Saved data entries:
■ ■ ■

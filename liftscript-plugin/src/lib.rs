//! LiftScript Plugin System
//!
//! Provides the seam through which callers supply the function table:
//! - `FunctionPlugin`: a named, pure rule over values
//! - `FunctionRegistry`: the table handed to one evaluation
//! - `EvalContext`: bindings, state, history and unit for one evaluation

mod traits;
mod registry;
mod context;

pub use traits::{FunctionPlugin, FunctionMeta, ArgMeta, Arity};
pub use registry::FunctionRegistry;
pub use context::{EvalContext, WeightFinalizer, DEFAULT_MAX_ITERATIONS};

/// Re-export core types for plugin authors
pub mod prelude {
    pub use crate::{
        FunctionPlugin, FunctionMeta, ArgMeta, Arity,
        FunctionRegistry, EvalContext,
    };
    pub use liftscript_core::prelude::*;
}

■ ■ ■

=== TASK GOAL ===
Print every line of the records above without a single difference.

=== TASK ANSWER ===
filename liftscript-plugin/src/lib.rs
//! LiftScript Plugin System
//!
//! Provides the seam through which callers supply the function table:
//! - `FunctionPlugin`: a named, pure rule over values
//! - `FunctionRegistry`: the table handed to one evaluation
//! - `EvalContext`: bindings, state, history and unit for one evaluation

mod traits;
mod registry;
mod context;

pub use traits::{FunctionPlugin, FunctionMeta, ArgMeta, Arity};
pub use registry::FunctionRegistry;
pub use context::{EvalContext, WeightFinalizer, DEFAULT_MAX_ITERATIONS};

/// Re-export core types for plugin authors
pub mod prelude {
    pub use crate::{
        FunctionPlugin, FunctionMeta, ArgMeta, Arity,
        FunctionRegistry, EvalContext,
    };
    pub use liftscript_core::prelude::*;
}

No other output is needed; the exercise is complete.